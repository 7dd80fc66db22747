//! Eventual results
//!
//! A query to an actor carries a [`CompletesEventually`] that the actor
//! answers exactly once; the caller holds the matching [`Completes`], which
//! can be awaited, polled, or blocked on.

use crate::{
    address::{Address, AddressFactory},
    error::{ActorError, ActorResult},
};
use std::future::Future;
use std::pin::Pin;
use std::sync::atomic::{AtomicUsize, Ordering};
use std::task::{Context, Poll};
use std::thread;
use std::time::{Duration, Instant};
use tokio::sync::oneshot;

/// Create a connected producer/consumer pair tagged with `address`
pub fn pair<T>(address: Address) -> (CompletesEventually<T>, Completes<T>) {
    let (sender, receiver) = oneshot::channel();
    (
        CompletesEventually {
            address: address.clone(),
            sender,
        },
        Completes { address, receiver },
    )
}

/// Producer side of an eventual result
#[derive(Debug)]
pub struct CompletesEventually<T> {
    address: Address,
    sender: oneshot::Sender<ActorResult<T>>,
}

impl<T> CompletesEventually<T> {
    pub fn address(&self) -> &Address {
        &self.address
    }

    /// Deliver the outcome; returns false if the consumer is gone
    pub fn with(self, outcome: T) -> bool {
        self.sender.send(Ok(outcome)).is_ok()
    }

    /// Deliver a failure instead of an outcome
    pub fn fail(self, error: ActorError) -> bool {
        self.sender.send(Err(error)).is_ok()
    }

    /// Whether the consumer has dropped its end
    pub fn is_abandoned(&self) -> bool {
        self.sender.is_closed()
    }

    /// Give up without an outcome; the consumer sees `Unanswered`
    pub fn stop(self) {}
}

/// Consumer side of an eventual result
#[derive(Debug)]
pub struct Completes<T> {
    address: Address,
    receiver: oneshot::Receiver<ActorResult<T>>,
}

impl<T> Completes<T> {
    pub fn address(&self) -> &Address {
        &self.address
    }

    /// Take the outcome if it has arrived
    pub fn try_outcome(&mut self) -> Option<ActorResult<T>> {
        match self.receiver.try_recv() {
            Ok(outcome) => Some(outcome),
            Err(oneshot::error::TryRecvError::Empty) => None,
            Err(oneshot::error::TryRecvError::Closed) => Some(Err(ActorError::Unanswered)),
        }
    }

    /// Block the current thread until the outcome arrives.
    ///
    /// Must not be called from within an async runtime.
    pub fn outcome(self) -> ActorResult<T> {
        self.receiver
            .blocking_recv()
            .unwrap_or(Err(ActorError::Unanswered))
    }

    /// Block for at most `timeout`
    pub fn outcome_within(mut self, timeout: Duration) -> ActorResult<T> {
        let deadline = Instant::now() + timeout;
        loop {
            if let Some(outcome) = self.try_outcome() {
                return outcome;
            }
            if Instant::now() >= deadline {
                return Err(ActorError::Timeout {
                    operation: format!("completes {}", self.address),
                    timeout,
                });
            }
            thread::sleep(Duration::from_millis(1));
        }
    }
}

impl<T> Future for Completes<T> {
    type Output = ActorResult<T>;

    fn poll(mut self: Pin<&mut Self>, cx: &mut Context<'_>) -> Poll<Self::Output> {
        Pin::new(&mut self.receiver)
            .poll(cx)
            .map(|received| received.unwrap_or(Err(ActorError::Unanswered)))
    }
}

/// Hands out eventual results whose addresses rotate through a fixed pool
#[derive(Debug)]
pub struct PooledCompletesProvider {
    pool: Vec<Address>,
    next: AtomicUsize,
}

impl PooledCompletesProvider {
    pub fn new(factory: &AddressFactory, pool_size: usize) -> Self {
        let pool = (0..pool_size.max(1))
            .map(|index| factory.unique_with(format!("completes-{index}")))
            .collect();
        Self {
            pool,
            next: AtomicUsize::new(0),
        }
    }

    /// Next pool address, round-robin
    pub fn next_address(&self) -> Address {
        let index = self.next.fetch_add(1, Ordering::Relaxed) % self.pool.len();
        self.pool[index].clone()
    }

    pub fn provide<T>(&self) -> (CompletesEventually<T>, Completes<T>) {
        pair(self.next_address())
    }

    pub fn pool_size(&self) -> usize {
        self.pool.len()
    }
}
* * * * *
What is required
If a line in the entries includes the word "AddressFactory", copy that line out.

Written solution
    address::{Address, AddressFactory},
    pub fn new(factory: &AddressFactory, pool_size: usize) -> Self {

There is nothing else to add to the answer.